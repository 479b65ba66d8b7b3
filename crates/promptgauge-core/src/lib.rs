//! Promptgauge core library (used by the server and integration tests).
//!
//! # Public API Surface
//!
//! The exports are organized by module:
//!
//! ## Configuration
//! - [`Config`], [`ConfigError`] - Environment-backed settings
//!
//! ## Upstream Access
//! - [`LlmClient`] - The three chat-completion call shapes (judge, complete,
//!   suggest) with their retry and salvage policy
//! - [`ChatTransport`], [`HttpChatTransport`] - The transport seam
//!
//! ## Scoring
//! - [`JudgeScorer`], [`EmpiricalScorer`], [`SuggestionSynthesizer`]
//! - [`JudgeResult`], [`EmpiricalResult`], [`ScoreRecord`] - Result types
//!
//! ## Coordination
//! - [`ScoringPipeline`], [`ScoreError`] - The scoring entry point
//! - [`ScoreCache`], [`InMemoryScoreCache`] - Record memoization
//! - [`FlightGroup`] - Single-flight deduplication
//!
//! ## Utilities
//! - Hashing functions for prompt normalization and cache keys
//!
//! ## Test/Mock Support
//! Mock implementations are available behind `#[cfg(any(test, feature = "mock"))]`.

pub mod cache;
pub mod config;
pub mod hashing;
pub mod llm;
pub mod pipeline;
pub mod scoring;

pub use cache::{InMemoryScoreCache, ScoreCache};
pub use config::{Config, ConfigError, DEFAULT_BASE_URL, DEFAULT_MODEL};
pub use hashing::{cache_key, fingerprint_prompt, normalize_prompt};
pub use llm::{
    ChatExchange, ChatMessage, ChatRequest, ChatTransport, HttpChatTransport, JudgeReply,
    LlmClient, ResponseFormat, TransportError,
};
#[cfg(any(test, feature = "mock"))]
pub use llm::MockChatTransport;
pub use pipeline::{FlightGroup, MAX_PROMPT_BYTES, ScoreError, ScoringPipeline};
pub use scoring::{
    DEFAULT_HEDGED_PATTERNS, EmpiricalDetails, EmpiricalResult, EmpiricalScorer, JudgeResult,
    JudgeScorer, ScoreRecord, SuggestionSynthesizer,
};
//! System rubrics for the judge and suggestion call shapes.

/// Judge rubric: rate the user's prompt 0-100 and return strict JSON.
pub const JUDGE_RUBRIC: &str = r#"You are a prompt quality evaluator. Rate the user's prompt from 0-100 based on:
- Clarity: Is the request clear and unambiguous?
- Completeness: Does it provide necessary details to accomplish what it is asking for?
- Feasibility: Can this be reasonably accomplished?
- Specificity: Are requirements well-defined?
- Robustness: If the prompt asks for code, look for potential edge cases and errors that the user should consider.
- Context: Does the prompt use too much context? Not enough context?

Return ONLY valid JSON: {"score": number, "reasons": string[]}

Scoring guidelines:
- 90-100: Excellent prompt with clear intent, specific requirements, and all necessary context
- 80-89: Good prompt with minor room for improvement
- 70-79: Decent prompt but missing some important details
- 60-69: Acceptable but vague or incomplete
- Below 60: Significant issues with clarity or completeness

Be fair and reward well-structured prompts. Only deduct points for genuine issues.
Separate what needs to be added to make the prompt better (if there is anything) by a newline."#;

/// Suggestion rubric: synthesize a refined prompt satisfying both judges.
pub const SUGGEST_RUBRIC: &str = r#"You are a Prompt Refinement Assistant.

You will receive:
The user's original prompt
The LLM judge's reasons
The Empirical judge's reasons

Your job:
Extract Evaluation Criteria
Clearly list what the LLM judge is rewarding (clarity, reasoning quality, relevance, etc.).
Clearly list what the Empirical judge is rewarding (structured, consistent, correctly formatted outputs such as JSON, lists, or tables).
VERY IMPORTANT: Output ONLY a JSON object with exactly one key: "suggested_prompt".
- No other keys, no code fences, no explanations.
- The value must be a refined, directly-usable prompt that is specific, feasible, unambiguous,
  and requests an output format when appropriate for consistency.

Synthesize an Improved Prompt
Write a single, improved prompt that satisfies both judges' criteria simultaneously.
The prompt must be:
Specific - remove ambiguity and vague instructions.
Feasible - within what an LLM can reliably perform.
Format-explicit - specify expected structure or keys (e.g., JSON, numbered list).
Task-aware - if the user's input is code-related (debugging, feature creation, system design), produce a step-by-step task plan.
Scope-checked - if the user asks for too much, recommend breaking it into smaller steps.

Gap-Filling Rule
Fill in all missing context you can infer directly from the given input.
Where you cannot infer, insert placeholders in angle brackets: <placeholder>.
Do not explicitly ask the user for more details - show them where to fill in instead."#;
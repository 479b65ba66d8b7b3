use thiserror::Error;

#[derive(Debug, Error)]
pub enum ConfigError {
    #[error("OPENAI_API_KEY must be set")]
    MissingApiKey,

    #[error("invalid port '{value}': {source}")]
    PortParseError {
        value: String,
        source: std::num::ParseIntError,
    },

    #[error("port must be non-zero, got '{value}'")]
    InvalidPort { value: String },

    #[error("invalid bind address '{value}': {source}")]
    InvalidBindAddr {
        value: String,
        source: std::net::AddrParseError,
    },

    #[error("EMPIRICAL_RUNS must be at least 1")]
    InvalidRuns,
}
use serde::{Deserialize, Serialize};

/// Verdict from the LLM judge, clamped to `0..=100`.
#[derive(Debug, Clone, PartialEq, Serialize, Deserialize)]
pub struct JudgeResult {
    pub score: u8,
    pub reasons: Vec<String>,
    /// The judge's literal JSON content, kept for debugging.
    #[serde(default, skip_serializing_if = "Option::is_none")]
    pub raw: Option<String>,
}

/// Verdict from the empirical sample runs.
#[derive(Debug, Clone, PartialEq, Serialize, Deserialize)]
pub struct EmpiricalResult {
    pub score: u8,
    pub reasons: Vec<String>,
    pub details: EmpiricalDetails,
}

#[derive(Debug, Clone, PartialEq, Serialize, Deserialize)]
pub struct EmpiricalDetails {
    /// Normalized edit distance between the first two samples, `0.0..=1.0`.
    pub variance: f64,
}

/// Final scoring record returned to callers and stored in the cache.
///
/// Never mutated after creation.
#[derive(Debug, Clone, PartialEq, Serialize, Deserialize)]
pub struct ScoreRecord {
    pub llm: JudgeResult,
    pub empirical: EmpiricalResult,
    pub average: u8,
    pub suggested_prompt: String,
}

■ ■ ■ ■ ■

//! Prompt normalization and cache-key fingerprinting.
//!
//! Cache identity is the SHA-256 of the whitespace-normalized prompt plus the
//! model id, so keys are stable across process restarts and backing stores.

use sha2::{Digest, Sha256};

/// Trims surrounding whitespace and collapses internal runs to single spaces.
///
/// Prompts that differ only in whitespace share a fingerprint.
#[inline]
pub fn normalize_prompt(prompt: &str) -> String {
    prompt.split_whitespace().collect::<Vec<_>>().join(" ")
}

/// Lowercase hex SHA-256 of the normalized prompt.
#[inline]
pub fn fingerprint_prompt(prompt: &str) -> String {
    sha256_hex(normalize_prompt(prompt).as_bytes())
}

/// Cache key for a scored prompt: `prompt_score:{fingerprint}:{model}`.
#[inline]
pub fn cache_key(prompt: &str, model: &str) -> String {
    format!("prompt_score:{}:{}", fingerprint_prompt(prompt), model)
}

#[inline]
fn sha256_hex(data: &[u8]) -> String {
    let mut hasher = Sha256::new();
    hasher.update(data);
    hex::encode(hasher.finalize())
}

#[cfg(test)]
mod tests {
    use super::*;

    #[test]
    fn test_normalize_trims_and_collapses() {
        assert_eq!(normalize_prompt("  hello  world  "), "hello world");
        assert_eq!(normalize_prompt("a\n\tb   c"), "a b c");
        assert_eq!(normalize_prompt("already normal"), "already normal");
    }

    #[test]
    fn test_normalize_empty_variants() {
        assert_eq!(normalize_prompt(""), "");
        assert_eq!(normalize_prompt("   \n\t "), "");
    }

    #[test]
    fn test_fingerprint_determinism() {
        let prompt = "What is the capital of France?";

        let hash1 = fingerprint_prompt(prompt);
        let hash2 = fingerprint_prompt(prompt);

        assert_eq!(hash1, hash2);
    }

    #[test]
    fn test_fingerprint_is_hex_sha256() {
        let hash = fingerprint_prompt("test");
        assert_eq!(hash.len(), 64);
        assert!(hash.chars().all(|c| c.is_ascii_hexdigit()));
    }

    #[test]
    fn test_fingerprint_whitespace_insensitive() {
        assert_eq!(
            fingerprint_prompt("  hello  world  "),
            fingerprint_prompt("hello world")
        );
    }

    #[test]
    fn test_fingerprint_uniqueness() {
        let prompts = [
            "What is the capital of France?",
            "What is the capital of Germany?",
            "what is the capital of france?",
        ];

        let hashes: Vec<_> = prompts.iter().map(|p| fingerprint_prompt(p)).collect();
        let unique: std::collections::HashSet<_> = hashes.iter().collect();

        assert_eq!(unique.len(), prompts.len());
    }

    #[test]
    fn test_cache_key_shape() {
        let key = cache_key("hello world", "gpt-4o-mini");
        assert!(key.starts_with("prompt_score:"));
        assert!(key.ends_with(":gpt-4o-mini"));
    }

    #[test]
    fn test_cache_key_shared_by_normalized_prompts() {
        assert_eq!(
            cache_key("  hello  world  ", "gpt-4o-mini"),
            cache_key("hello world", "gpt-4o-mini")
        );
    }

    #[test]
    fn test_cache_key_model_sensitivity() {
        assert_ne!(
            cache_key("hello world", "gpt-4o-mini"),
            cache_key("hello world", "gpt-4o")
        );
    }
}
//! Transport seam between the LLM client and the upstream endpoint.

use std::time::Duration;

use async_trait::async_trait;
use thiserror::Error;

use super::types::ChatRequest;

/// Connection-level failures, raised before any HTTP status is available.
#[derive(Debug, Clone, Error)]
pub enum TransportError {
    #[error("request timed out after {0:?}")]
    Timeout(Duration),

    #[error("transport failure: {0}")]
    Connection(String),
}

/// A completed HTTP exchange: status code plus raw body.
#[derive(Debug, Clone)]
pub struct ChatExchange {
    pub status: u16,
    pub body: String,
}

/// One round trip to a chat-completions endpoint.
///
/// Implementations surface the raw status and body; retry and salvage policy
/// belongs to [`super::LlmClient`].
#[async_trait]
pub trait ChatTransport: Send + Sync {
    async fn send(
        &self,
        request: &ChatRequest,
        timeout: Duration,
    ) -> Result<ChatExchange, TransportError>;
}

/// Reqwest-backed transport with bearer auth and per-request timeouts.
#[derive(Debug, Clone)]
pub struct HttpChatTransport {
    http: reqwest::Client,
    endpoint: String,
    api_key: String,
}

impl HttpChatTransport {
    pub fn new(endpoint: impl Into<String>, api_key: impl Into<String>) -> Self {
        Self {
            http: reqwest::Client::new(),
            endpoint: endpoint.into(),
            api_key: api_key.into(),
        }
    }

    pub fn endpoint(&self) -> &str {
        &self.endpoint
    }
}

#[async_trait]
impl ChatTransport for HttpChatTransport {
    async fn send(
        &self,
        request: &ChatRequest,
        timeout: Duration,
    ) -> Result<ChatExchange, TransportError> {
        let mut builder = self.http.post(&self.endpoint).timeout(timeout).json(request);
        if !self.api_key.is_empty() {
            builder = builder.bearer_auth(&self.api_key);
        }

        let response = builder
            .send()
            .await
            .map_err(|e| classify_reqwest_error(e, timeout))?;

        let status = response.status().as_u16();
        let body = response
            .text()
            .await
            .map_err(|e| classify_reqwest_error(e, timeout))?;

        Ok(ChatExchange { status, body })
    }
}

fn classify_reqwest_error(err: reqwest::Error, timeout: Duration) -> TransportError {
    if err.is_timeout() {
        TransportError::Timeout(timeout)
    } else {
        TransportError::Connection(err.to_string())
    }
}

■ ■ ■ ■ ■

**Description of the task:** Copy out each line of the records that holds the string "tests".

**Completed exercise:**
//! Promptgauge core library (used by the server and integration tests).
mod tests {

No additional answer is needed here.